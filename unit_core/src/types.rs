use serde::{Deserialize, Serialize};
use std::fmt;
use std::str::FromStr;

use crate::UnitError;

/// Tactical unit types a character can field
#[derive(Debug, Clone, Copy, PartialEq, Eq, Hash, PartialOrd, Ord, Serialize, Deserialize)]
#[serde(rename_all = "snake_case")]
pub enum UnitType {
    // Tier 1
    Swordsman,
    Spearman,
    Archer,
    Apprentice,
    LightCavalry,
    // Tier 2
    HeavyInfantry,
    Berserker,
    Pikeman,
    Longbowman,
    Crossbowman,
    BattleMage,
    HeavyCavalry,
    HorseArcher,
    // Tier 3
    Guardian,
    Warlord,
    Halberdier,
    Marksman,
    Arbalest,
    Archmage,
    Cataphract,
}

impl UnitType {
    /// Number of unit types, and the side length of the counter matrix
    pub const COUNT: usize = 20;

    /// Get all unit types in index order
    pub fn all() -> &'static [UnitType] {
        &[
            UnitType::Swordsman,
            UnitType::Spearman,
            UnitType::Archer,
            UnitType::Apprentice,
            UnitType::LightCavalry,
            UnitType::HeavyInfantry,
            UnitType::Berserker,
            UnitType::Pikeman,
            UnitType::Longbowman,
            UnitType::Crossbowman,
            UnitType::BattleMage,
            UnitType::HeavyCavalry,
            UnitType::HorseArcher,
            UnitType::Guardian,
            UnitType::Warlord,
            UnitType::Halberdier,
            UnitType::Marksman,
            UnitType::Arbalest,
            UnitType::Archmage,
            UnitType::Cataphract,
        ]
    }

    /// Dense index used for matrix lookups
    pub fn index(self) -> usize {
        self as usize
    }

    /// Inverse of [`UnitType::index`]
    pub fn from_index(index: usize) -> Option<UnitType> {
        Self::all().get(index).copied()
    }

    /// Snake-case key used in config files and snapshots
    pub fn key(self) -> &'static str {
        match self {
            UnitType::Swordsman => "swordsman",
            UnitType::Spearman => "spearman",
            UnitType::Archer => "archer",
            UnitType::Apprentice => "apprentice",
            UnitType::LightCavalry => "light_cavalry",
            UnitType::HeavyInfantry => "heavy_infantry",
            UnitType::Berserker => "berserker",
            UnitType::Pikeman => "pikeman",
            UnitType::Longbowman => "longbowman",
            UnitType::Crossbowman => "crossbowman",
            UnitType::BattleMage => "battle_mage",
            UnitType::HeavyCavalry => "heavy_cavalry",
            UnitType::HorseArcher => "horse_archer",
            UnitType::Guardian => "guardian",
            UnitType::Warlord => "warlord",
            UnitType::Halberdier => "halberdier",
            UnitType::Marksman => "marksman",
            UnitType::Arbalest => "arbalest",
            UnitType::Archmage => "archmage",
            UnitType::Cataphract => "cataphract",
        }
    }
}

impl fmt::Display for UnitType {
    fn fmt(&self, f: &mut fmt::Formatter<'_>) -> fmt::Result {
        let name = match self {
            UnitType::Swordsman => "Swordsman",
            UnitType::Spearman => "Spearman",
            UnitType::Archer => "Archer",
            UnitType::Apprentice => "Apprentice",
            UnitType::LightCavalry => "Light Cavalry",
            UnitType::HeavyInfantry => "Heavy Infantry",
            UnitType::Berserker => "Berserker",
            UnitType::Pikeman => "Pikeman",
            UnitType::Longbowman => "Longbowman",
            UnitType::Crossbowman => "Crossbowman",
            UnitType::BattleMage => "Battle Mage",
            UnitType::HeavyCavalry => "Heavy Cavalry",
            UnitType::HorseArcher => "Horse Archer",
            UnitType::Guardian => "Guardian",
            UnitType::Warlord => "Warlord",
            UnitType::Halberdier => "Halberdier",
            UnitType::Marksman => "Marksman",
            UnitType::Arbalest => "Arbalest",
            UnitType::Archmage => "Archmage",
            UnitType::Cataphract => "Cataphract",
        };
        write!(f, "{}", name)
    }
}

impl FromStr for UnitType {
    type Err = UnitError;

    fn from_str(s: &str) -> Result<Self, Self::Err> {
        UnitType::all()
            .iter()
            .copied()
            .find(|u| u.key() == s)
            .ok_or_else(|| UnitError::UnknownUnit(s.to_string()))
    }
}

/// Broad battlefield role of a unit
#[derive(Debug, Clone, Copy, PartialEq, Eq, Hash, Serialize, Deserialize)]
#[serde(rename_all = "snake_case")]
pub enum UnitCategory {
    Infantry,
    Ranged,
    Cavalry,
}

impl fmt::Display for UnitCategory {
    fn fmt(&self, f: &mut fmt::Formatter<'_>) -> fmt::Result {
        match self {
            UnitCategory::Infantry => write!(f, "Infantry"),
            UnitCategory::Ranged => write!(f, "Ranged"),
            UnitCategory::Cavalry => write!(f, "Cavalry"),
        }
    }
}

/// Upgrade depth of a unit type
///
/// Max-tier units sit outside the counter system entirely.
#[derive(Debug, Clone, Copy, PartialEq, Eq, Hash, PartialOrd, Ord, Serialize, Deserialize)]
#[serde(rename_all = "snake_case")]
pub enum Tier {
    Base,
    Advanced,
    Max,
}

impl Tier {
    /// Numeric tier (1..=3)
    pub fn level(self) -> u8 {
        match self {
            Tier::Base => 1,
            Tier::Advanced => 2,
            Tier::Max => 3,
        }
    }

    pub fn is_counter_immune(self) -> bool {
        self == Tier::Max
    }
}

/// Where a unit can be promoted to
#[derive(Debug, Clone, PartialEq, Eq, Default, Serialize, Deserialize)]
#[serde(rename_all = "snake_case")]
pub enum UpgradeTarget {
    /// Terminal unit
    #[default]
    None,
    /// Linear chain
    Single(UnitType),
    /// Player picks one of several promotions
    Branch(Vec<UnitType>),
}

impl UpgradeTarget {
    /// All promotion targets in choice order
    pub fn options(&self) -> &[UnitType] {
        match self {
            UpgradeTarget::None => &[],
            UpgradeTarget::Single(target) => std::slice::from_ref(target),
            UpgradeTarget::Branch(targets) => targets,
        }
    }

    pub fn is_none(&self) -> bool {
        matches!(self, UpgradeTarget::None)
    }
}
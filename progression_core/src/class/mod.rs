//! Classes - immutable templates with base stats, growth and specializations

mod catalog;
mod definition;

pub use catalog::ClassCatalog;
pub use definition::{ClassDefinition, CoreStats, Specialization, SpecializationBonuses};
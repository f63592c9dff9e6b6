use crate::attribute::Attribute;
use serde::{Deserialize, Serialize};
use unit_core::UnitType;

/// The five stats a class template defines
#[derive(Debug, Clone, Copy, PartialEq, Default, Serialize, Deserialize)]
#[serde(default)]
pub struct CoreStats {
    pub hp: f64,
    pub mana: f64,
    pub attack: f64,
    pub defense: f64,
    pub speed: f64,
}

impl CoreStats {
    pub fn new(hp: f64, mana: f64, attack: f64, defense: f64, speed: f64) -> Self {
        CoreStats {
            hp,
            mana,
            attack,
            defense,
            speed,
        }
    }

    pub(crate) fn values(&self) -> [f64; 5] {
        [self.hp, self.mana, self.attack, self.defense, self.speed]
    }

    pub(crate) fn floor(&mut self) {
        self.hp = self.hp.floor();
        self.mana = self.mana.floor();
        self.attack = self.attack.floor();
        self.defense = self.defense.floor();
        self.speed = self.speed.floor();
    }
}

fn one() -> f64 {
    1.0
}

/// Bonuses granted by a specialization
///
/// Flat bonuses are added first, then multipliers are applied.
#[derive(Debug, Clone, PartialEq, Serialize, Deserialize)]
pub struct SpecializationBonuses {
    #[serde(default)]
    pub hp_flat: f64,
    #[serde(default)]
    pub mana_flat: f64,
    #[serde(default)]
    pub attack_flat: f64,
    #[serde(default)]
    pub defense_flat: f64,
    #[serde(default)]
    pub speed_flat: f64,
    #[serde(default = "one")]
    pub hp_multiplier: f64,
    #[serde(default = "one")]
    pub mana_multiplier: f64,
    #[serde(default = "one")]
    pub attack_multiplier: f64,
    #[serde(default = "one")]
    pub defense_multiplier: f64,
    #[serde(default = "one")]
    pub speed_multiplier: f64,
    #[serde(default = "one")]
    pub magic_multiplier: f64,
}

impl Default for SpecializationBonuses {
    fn default() -> Self {
        SpecializationBonuses {
            hp_flat: 0.0,
            mana_flat: 0.0,
            attack_flat: 0.0,
            defense_flat: 0.0,
            speed_flat: 0.0,
            hp_multiplier: 1.0,
            mana_multiplier: 1.0,
            attack_multiplier: 1.0,
            defense_multiplier: 1.0,
            speed_multiplier: 1.0,
            magic_multiplier: 1.0,
        }
    }
}

impl SpecializationBonuses {
    pub(crate) fn multipliers(&self) -> [f64; 6] {
        [
            self.hp_multiplier,
            self.mana_multiplier,
            self.attack_multiplier,
            self.defense_multiplier,
            self.speed_multiplier,
            self.magic_multiplier,
        ]
    }

    /// Apply flat bonuses, then multipliers, flooring the result
    pub fn apply(&self, stats: &mut CoreStats, magic_attack: &mut f64) {
        stats.hp += self.hp_flat;
        stats.mana += self.mana_flat;
        stats.attack += self.attack_flat;
        stats.defense += self.defense_flat;
        stats.speed += self.speed_flat;

        stats.hp *= self.hp_multiplier;
        stats.mana *= self.mana_multiplier;
        stats.attack *= self.attack_multiplier;
        stats.defense *= self.defense_multiplier;
        stats.speed *= self.speed_multiplier;
        stats.floor();
        *magic_attack = (*magic_attack * self.magic_multiplier).floor();
    }
}

/// A late-unlock branch of a class
#[derive(Debug, Clone, PartialEq, Serialize, Deserialize)]
pub struct Specialization {
    pub id: String,
    pub name: String,
    #[serde(default)]
    pub description: String,
    pub required_level: u32,
    /// Unit type the character fields once specialized (class default if absent)
    #[serde(default)]
    pub unit_type: Option<UnitType>,
    #[serde(default)]
    pub bonuses: SpecializationBonuses,
    /// Skill ids in the class tree this specialization is built around
    #[serde(default)]
    pub unlocked_skills: Vec<String>,
}

/// Immutable class template
#[derive(Debug, Clone, PartialEq, Serialize, Deserialize)]
pub struct ClassDefinition {
    pub id: String,
    pub name: String,
    #[serde(default)]
    pub description: String,
    pub base_unit: UnitType,
    pub base_stats: CoreStats,
    /// Added per level above 1
    pub growth: CoreStats,
    #[serde(default)]
    pub specializations: Vec<Specialization>,
    #[serde(default)]
    pub recommended_attributes: Vec<Attribute>,
    #[serde(default)]
    pub starting_skills: Vec<String>,
    #[serde(default)]
    pub starting_items: Vec<String>,
}

impl ClassDefinition {
    pub fn specialization(&self, id: &str) -> Option<&Specialization> {
        self.specializations.iter().find(|s| s.id == id)
    }

    /// Specializations whose level requirement `level` meets
    pub fn available_specializations(&self, level: u32) -> Vec<&Specialization> {
        self.specializations
            .iter()
            .filter(|s| level >= s.required_level)
            .collect()
    }

    /// `base + growth * (level - 1)`, floored
    pub fn baseline_at(&self, level: u32) -> CoreStats {
        let steps = level.saturating_sub(1) as f64;
        let mut stats = CoreStats {
            hp: self.base_stats.hp + self.growth.hp * steps,
            mana: self.base_stats.mana + self.growth.mana * steps,
            attack: self.base_stats.attack + self.growth.attack * steps,
            defense: self.base_stats.defense + self.growth.defense * steps,
            speed: self.base_stats.speed + self.growth.speed * steps,
        };
        stats.floor();
        stats
    }
}
//! unit_core - Unit types, upgrade chains and counter multipliers
//!
//! This library provides:
//! - UnitType: the closed set of tactical unit types
//! - UnitCatalog: tier/category metadata and the upgrade graph
//! - CounterMatrix: precomputed attacker x defender damage multipliers
//!
//! # Quick Start
//!
//! ```rust
//! use unit_core::{CounterMatrix, UnitCatalog, UnitType};
//!
//! let catalog = UnitCatalog::standard();
//! let matrix = CounterMatrix::standard();
//!
//! let dmg = matrix.damage(UnitType::Spearman, UnitType::LightCavalry, 100.0);
//! assert_eq!(dmg, 130.0);
//!
//! let promoted = catalog.upgrade(UnitType::Spearman, 0).unwrap();
//! assert_eq!(promoted, UnitType::Pikeman);
//! ```

pub mod catalog;
pub mod counter;
pub mod types;

pub use catalog::{UnitCatalog, UnitInfo};
pub use counter::{CounterMatrix, CounterRule};
pub use types::{Tier, UnitCategory, UnitType, UpgradeTarget};

use thiserror::Error;

/// Errors from unit lookups, promotion and catalog construction
#[derive(Debug, Error, PartialEq, Eq)]
pub enum UnitError {
    #[error("Unknown unit type: {0}")]
    UnknownUnit(String),
    #[error("{0} has no upgrade")]
    NoUpgrade(UnitType),
    #[error("Invalid upgrade choice {choice} for {unit} ({options} option(s))")]
    InvalidChoice {
        unit: UnitType,
        choice: usize,
        options: usize,
    },
    #[error("Unit listed twice in catalog: {0}")]
    DuplicateUnit(UnitType),
    #[error("Unit missing from catalog: {0}")]
    MissingUnit(UnitType),
    #[error("Unit has more than one upgrade parent: {0}")]
    MultipleParents(UnitType),
    #[error("Upgrade from {from} to {to} does not raise the tier")]
    InvalidUpgrade { from: UnitType, to: UnitType },
}
use progression_core::attribute::effects::{CRIT_CAP, DODGE_CAP};
use progression_core::prelude::*;
use proptest::prelude::*;

fn facade() -> ProgressionFacade {
    ProgressionFacade::with_builtin_content(ProgressionConstants::default()).unwrap()
}

#[test]
fn strength_allocation_scales_attack() {
    let mut facade = facade();
    facade.select_class("hero", "warrior").unwrap();
    facade.allocate_attribute("hero", Attribute::Strength, 5).unwrap();

    let store = facade.character("hero").unwrap().attributes();
    assert_eq!(store.get(Attribute::Strength), 15);
    assert_eq!(store.available_points(), 0);
    assert_eq!(store.total_invested(), 5);

    let effects = store.effects();
    assert_eq!(effects.attack_bonus, 12.0);
    assert!((effects.weapon_damage_multiplier - 1.10).abs() < 1e-9);
}

#[test]
fn counter_damage_between_unit_types() {
    let matrix = CounterMatrix::standard();
    assert_eq!(matrix.damage(UnitType::Spearman, UnitType::LightCavalry, 100.0), 130.0);
    assert_eq!(matrix.damage(UnitType::LightCavalry, UnitType::Spearman, 100.0), 80.0);
}

#[test]
fn ranger_damage_uses_horse_archer_counters() {
    let mut facade = facade();
    facade.select_class("hero", "archer").unwrap();
    let before = facade.damage_against("hero", UnitType::Spearman, 100.0).unwrap();

    facade.select_specialization("hero", "ranger", 10).unwrap();
    assert_eq!(facade.unit_type("hero").unwrap(), UnitType::HorseArcher);
    assert_eq!(before, 130.0);
    assert_eq!(facade.damage_against("hero", UnitType::HeavyInfantry, 100.0).unwrap(), 130.0);
    assert_eq!(facade.damage_against("hero", UnitType::Pikeman, 100.0).unwrap(), 80.0);
}

#[test]
fn heavy_infantry_specialization_scales_defense() {
    let classes = ClassCatalog::builtin().unwrap();
    let warrior = classes.get("warrior").unwrap();
    let heavy = warrior.specialization("heavy_infantry").unwrap();

    let mut core = warrior.base_stats;
    let mut magic = 0.0;
    heavy.bonuses.apply(&mut core, &mut magic);
    assert_eq!(warrior.base_stats.defense, 10.0);
    assert_eq!(core.defense, 13.0);
}

#[test]
fn heavy_infantry_through_facade() {
    let mut facade = facade();
    let hero = Character::new("hero").with_level(10);
    facade.select_class("hero", "warrior").unwrap();
    let before = facade.calculate_final_stats("hero", &hero).unwrap();

    facade.select_specialization("hero", "heavy_infantry", hero.level).unwrap();
    let after = facade.calculate_final_stats("hero", &hero).unwrap();

    assert_eq!(after.defense, (before.defense * 1.3).floor());
    assert_eq!(after.unit_type, UnitType::HeavyInfantry);
    assert_eq!(before.unit_type, UnitType::Swordsman);
}

#[test]
fn agility_caps_dodge_and_crit() {
    let mut store = AttributeStore::new(90);
    assert!(store.allocate(Attribute::Agility, 90));
    assert_eq!(store.get(Attribute::Agility), 100);

    let effects = store.effects();
    assert_eq!(effects.dodge_chance, DODGE_CAP);
    assert_eq!(effects.crit_chance, CRIT_CAP);
}

#[test]
fn snapshot_round_trips_through_json() {
    let mut facade = facade();
    let mut hero = Character::new("hero").with_level(12).with_skill_points(10);
    facade.select_class("hero", "mage").unwrap();
    facade.on_level_up("hero", 2).unwrap();
    facade.allocate_attribute("hero", Attribute::Intelligence, 6).unwrap();
    facade.allocate_attribute("hero", Attribute::Spirit, 2).unwrap();
    facade.learn_skill("hero", &mut hero, "firebolt").unwrap();
    facade.learn_skill("hero", &mut hero, "firebolt").unwrap();
    facade.learn_skill("hero", &mut hero, "arcane_mind").unwrap();
    facade.select_specialization("hero", "battle_mage", hero.level).unwrap();

    let snapshot = facade.snapshot("hero").unwrap();
    let stats = facade.calculate_final_stats("hero", &hero).unwrap();
    let json = serde_json::to_string(&snapshot).unwrap();

    let mut restored = self::facade();
    let decoded: CharacterSnapshot = serde_json::from_str(&json).unwrap();
    restored.restore("hero", decoded).unwrap();

    assert_eq!(restored.snapshot("hero").unwrap(), snapshot);
    assert_eq!(restored.calculate_final_stats("hero", &hero).unwrap(), stats);
    assert_eq!(restored.unit_type("hero").unwrap(), UnitType::BattleMage);

    let progress = restored.character("hero").unwrap();
    assert_eq!(progress.attributes().available_points(), 2);
    assert_eq!(progress.attributes().total_invested(), 8);
    assert_eq!(progress.skills().level("firebolt"), 2);
    assert!(progress.skills().is_unlocked("frost_nova"));
}

#[test]
fn passive_skills_summed_separately_from_core_stats() {
    let mut facade = facade();
    let mut hero = Character::new("hero").with_level(5).with_skill_points(5);
    facade.select_class("hero", "warrior").unwrap();
    let base = facade.calculate_final_stats("hero", &hero).unwrap();

    facade.learn_skill("hero", &mut hero, "toughness").unwrap();
    facade.learn_skill("hero", &mut hero, "toughness").unwrap();
    facade.learn_skill("hero", &mut hero, "iron_skin").unwrap();

    let passives = facade.get_passive_effects("hero").unwrap();
    assert_eq!(passives.value(EffectKind::HpFlat), 30.0);
    assert_eq!(passives.value(EffectKind::DefenseFlat), 3.0);

    let stats = facade.calculate_final_stats("hero", &hero).unwrap();
    assert_eq!(stats.hp, base.hp);
    assert_eq!(stats.passive_effects, passives);
}

#[test]
fn node_views_and_layout_cover_the_tree() {
    let mut facade = facade();
    let hero = Character::new("hero").with_level(1).with_skill_points(1);
    facade.select_class("hero", "archer").unwrap();

    let views = facade.get_all_nodes("hero", &hero).unwrap();
    let layout = facade.get_layout_info("hero").unwrap();
    assert_eq!(views.len(), layout.nodes.len());

    let quick_shot = views.iter().find(|v| v.id == "quick_shot").unwrap();
    assert!(quick_shot.is_unlocked);
    assert!(quick_shot.can_learn);
    let snipe = views.iter().find(|v| v.id == "snipe").unwrap();
    assert!(!snipe.is_unlocked);
    assert!(!snipe.can_learn);

    let depth = |id: &str| layout.nodes.iter().find(|n| n.id == id).unwrap().depth;
    assert_eq!(depth("quick_shot"), 0);
    assert_eq!(depth("piercing_arrow"), 1);
    assert_eq!(depth("snipe"), 2);
}

#[test]
fn attribute_descriptions_follow_allocation() {
    let mut facade = facade();
    facade.select_class("hero", "archer").unwrap();
    facade.allocate_attribute("hero", Attribute::Agility, 3).unwrap();

    let descriptions = facade.get_all_attribute_descriptions("hero").unwrap();
    assert_eq!(descriptions.len(), Attribute::all().len());
    let agility = descriptions.iter().find(|d| d.attribute == Attribute::Agility).unwrap();
    assert_eq!(agility.value, 13);
}

proptest! {
    #[test]
    fn final_stats_never_drop_with_level(
        class_idx in 0usize..3,
        level in 1u32..99,
        points in 0u32..5,
        specialize in any::<bool>(),
    ) {
        let mut facade = facade();
        let class_id = ["warrior", "archer", "mage"][class_idx];
        facade.select_class("hero", class_id).unwrap();
        facade.allocate_attribute("hero", Attribute::all()[class_idx], points.max(1)).unwrap();
        if specialize {
            let spec = facade.get_available_specializations("hero", 100).unwrap()[0].id.clone();
            facade.select_specialization("hero", &spec, 100).unwrap();
        }

        let lower = facade.calculate_final_stats("hero", &Character::new("hero").with_level(level)).unwrap();
        let higher = facade.calculate_final_stats("hero", &Character::new("hero").with_level(level + 1)).unwrap();
        prop_assert!(higher.hp >= lower.hp);
        prop_assert!(higher.mana >= lower.mana);
        prop_assert!(higher.attack >= lower.attack);
        prop_assert!(higher.defense >= lower.defense);
        prop_assert!(higher.speed >= lower.speed);
    }
}
//! The fit pipeline shared by the binary and the integration tests.
//!
//! ingest -> shared design matrices -> per-core fits -> per-core files ->
//! optional JSON summary
//!
//! Cores are independent value pipelines: each gets its own response vector,
//! augmented matrix and segments, and only reads the shared [`Design`].

use std::path::{Path, PathBuf};

use log::{debug, info};
use rayon::prelude::*;

use crate::domain::{RunConfig, Sample, channel_readings};
use crate::error::AppError;
use crate::fit::{ChannelFit, Design, fit_channel};
use crate::io::{RunSummary, load_samples, output_path, write_channel_file, write_summary_json};

/// All computed outputs of a single run.
#[derive(Debug, Clone)]
pub struct RunOutput {
    pub sample_count: usize,
    pub fits: Vec<ChannelFit>,
    /// Per-core file paths, in core order.
    pub outputs: Vec<PathBuf>,
}

/// Execute the full pipeline for `config`, writing every output file.
pub fn run(config: &RunConfig) -> Result<RunOutput, AppError> {
    let samples = load_samples(&config.input, config.channels)?;
    info!(
        "read {} samples ({} cores) from {}",
        samples.len(),
        config.channels,
        config.input.display()
    );

    let fits = fit_samples(&samples, config)?;
    let outputs = write_outputs(&config.input, config.output_dir.as_deref(), &fits)?;

    if let Some(path) = &config.export_json {
        let summary = RunSummary::new(&config.input, config.step, samples.len(), &fits, &outputs);
        write_summary_json(path, &summary)?;
        info!("wrote summary {}", path.display());
    }

    Ok(RunOutput {
        sample_count: samples.len(),
        fits,
        outputs,
    })
}

/// Fit every core of `samples`.
///
/// Results come back in core order regardless of scheduling.
pub fn fit_samples(samples: &[Sample], config: &RunConfig) -> Result<Vec<ChannelFit>, AppError> {
    if samples.len() < config.terms {
        return Err(AppError::new(
            3,
            format!(
                "A {}-term fit needs at least {} samples, found {}.",
                config.terms,
                config.terms,
                samples.len()
            ),
        ));
    }

    if let Some(bad) = samples.iter().find(|s| s.readings.len() != config.channels) {
        return Err(AppError::new(
            3,
            format!(
                "Sample {} has {} readings, expected {}.",
                bad.index,
                bad.readings.len(),
                config.channels
            ),
        ));
    }

    let design = Design::new(samples.len(), config.terms, config.step);

    (0..config.channels)
        .into_par_iter()
        .map(|idx| -> Result<ChannelFit, AppError> {
            let channel = idx + 1;
            let readings = channel_readings(samples, idx);
            let fit = fit_channel(&design, channel, &readings)
                .map_err(|e| AppError::channel(channel, e))?;
            debug!("core {channel}: coefficients {:?}", fit.coefficients.as_slice());
            Ok(fit)
        })
        .collect()
}

fn write_outputs(
    input: &Path,
    output_dir: Option<&Path>,
    fits: &[ChannelFit],
) -> Result<Vec<PathBuf>, AppError> {
    let mut outputs = Vec::with_capacity(fits.len());
    for fit in fits {
        let path = output_path(input, fit.channel, output_dir);
        write_channel_file(&path, fit)?;
        info!("core {}: wrote {}", fit.channel, path.display());
        outputs.push(path);
    }
    Ok(outputs)
}

#[cfg(test)]
mod tests {
    use super::*;

    fn samples(rows: &[[f64; 2]]) -> Vec<Sample> {
        rows.iter()
            .enumerate()
            .map(|(index, r)| Sample {
                index,
                readings: r.to_vec(),
            })
            .collect()
    }

    #[test]
    fn fits_come_back_in_core_order() {
        let mut config = RunConfig::new("temps.txt");
        config.channels = 2;
        let data = samples(&[[10.0, 70.0], [40.0, 40.0], [70.0, 10.0]]);

        let fits = fit_samples(&data, &config).unwrap();
        assert_eq!(fits.len(), 2);
        assert_eq!(fits[0].channel, 1);
        assert_eq!(fits[1].channel, 2);
        assert!((fits[0].coefficients.slope() - 1.0).abs() < 1e-9);
        assert!((fits[1].coefficients.slope() + 1.0).abs() < 1e-9);
        assert!((fits[1].coefficients.intercept() - 70.0).abs() < 1e-9);
    }

    #[test]
    fn too_few_samples_is_a_data_error() {
        let mut config = RunConfig::new("temps.txt");
        config.channels = 2;
        let err = fit_samples(&samples(&[[1.0, 2.0]]), &config).unwrap_err();
        assert_eq!(err.exit_code(), 3);
    }

    #[test]
    fn zero_step_names_the_failing_core() {
        let mut config = RunConfig::new("temps.txt");
        config.channels = 2;
        config.step = 0.0;
        config.terms = 1;
        let err = fit_samples(&samples(&[[1.0, 2.0], [3.0, 4.0]]), &config).unwrap_err();
        assert_eq!(err.exit_code(), 4);
        assert!(err.to_string().starts_with("Core "), "{err}");
    }
}
//! Piecewise linear interpolation between consecutive samples.
//!
//! For samples `y_0, y_1, ...` at `x_i = i * step`, segment `i` is the line
//! through `(x_i, y_i)` and `(x_{i+1}, y_{i+1})`, valid on `[x_i, x_{i+1})`.

use serde::Serialize;

use crate::domain::Line;
use crate::error::FitError;

/// One interpolation interval.
#[derive(Debug, Clone, Copy, PartialEq, Serialize)]
pub struct Segment {
    /// Index of the left-hand sample.
    pub index: usize,
    pub start: f64,
    pub end: f64,
    pub line: Line,
}

impl Segment {
    /// The segment through `(x0, y0)` and `(x1, y1)`.
    pub fn through(index: usize, x0: f64, y0: f64, x1: f64, y1: f64) -> Result<Self, FitError> {
        if x1 == x0 {
            return Err(FitError::DegenerateInterval { x: x0 });
        }

        let slope = (y1 - y0) / (x1 - x0);
        Ok(Self {
            index,
            start: x0,
            end: x1,
            line: Line {
                intercept: y0 - slope * x0,
                slope,
            },
        })
    }
}

/// Lazy sequence of segments over one channel's readings.
///
/// Each pair is checked as it is produced, so an interval that collapses
/// (e.g. both ends overflow to infinity) surfaces as `DegenerateInterval`.
/// Cloning yields an independent iterator from the same position, so a fresh
/// `build_segments` result (or a clone of it) can be walked any number of
/// times.
#[derive(Debug, Clone)]
pub struct Segments<'a> {
    readings: &'a [f64],
    step: f64,
    next: usize,
}

impl Iterator for Segments<'_> {
    type Item = Result<Segment, FitError>;

    fn next(&mut self) -> Option<Self::Item> {
        let i = self.next;
        let (&y0, &y1) = (self.readings.get(i)?, self.readings.get(i + 1)?);
        self.next += 1;

        let x0 = i as f64 * self.step;
        let x1 = (i + 1) as f64 * self.step;
        Some(Segment::through(i, x0, y0, x1, y1))
    }

    fn size_hint(&self) -> (usize, Option<usize>) {
        let remaining = self.readings.len().saturating_sub(self.next + 1);
        (remaining, Some(remaining))
    }
}

impl ExactSizeIterator for Segments<'_> {}

/// Segments between every consecutive pair of `readings`.
///
/// A zero `step` is rejected up front when there is at least one pair to
/// interpolate; any other collapsed interval is reported by the pair itself.
pub fn build_segments(readings: &[f64], step: f64) -> Result<Segments<'_>, FitError> {
    if readings.len() >= 2 && step == 0.0 {
        return Err(FitError::DegenerateInterval { x: 0.0 });
    }
    Ok(Segments {
        readings,
        step,
        next: 0,
    })
}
════════════════
- About this exercise -
Take the records above and return, word for word, only the lines that fall from the line with "let agility = descriptions.iter().find(|d|" to the line with "prop_assert!(higher.hp >= lower.hp);", both of them included.

- Problem solution -
    let agility = descriptions.iter().find(|d| d.attribute == Attribute::Agility).unwrap();
    assert_eq!(agility.value, 13);
}

proptest! {
    #[test]
    fn final_stats_never_drop_with_level(
        class_idx in 0usize..3,
        level in 1u32..99,
        points in 0u32..5,
        specialize in any::<bool>(),
    ) {
        let mut facade = facade();
        let class_id = ["warrior", "archer", "mage"][class_idx];
        facade.select_class("hero", class_id).unwrap();
        facade.allocate_attribute("hero", Attribute::all()[class_idx], points.max(1)).unwrap();
        if specialize {
            let spec = facade.get_available_specializations("hero", 100).unwrap()[0].id.clone();
            facade.select_specialization("hero", &spec, 100).unwrap();
        }

        let lower = facade.calculate_final_stats("hero", &Character::new("hero").with_level(level)).unwrap();
        let higher = facade.calculate_final_stats("hero", &Character::new("hero").with_level(level + 1)).unwrap();
        prop_assert!(higher.hp >= lower.hp);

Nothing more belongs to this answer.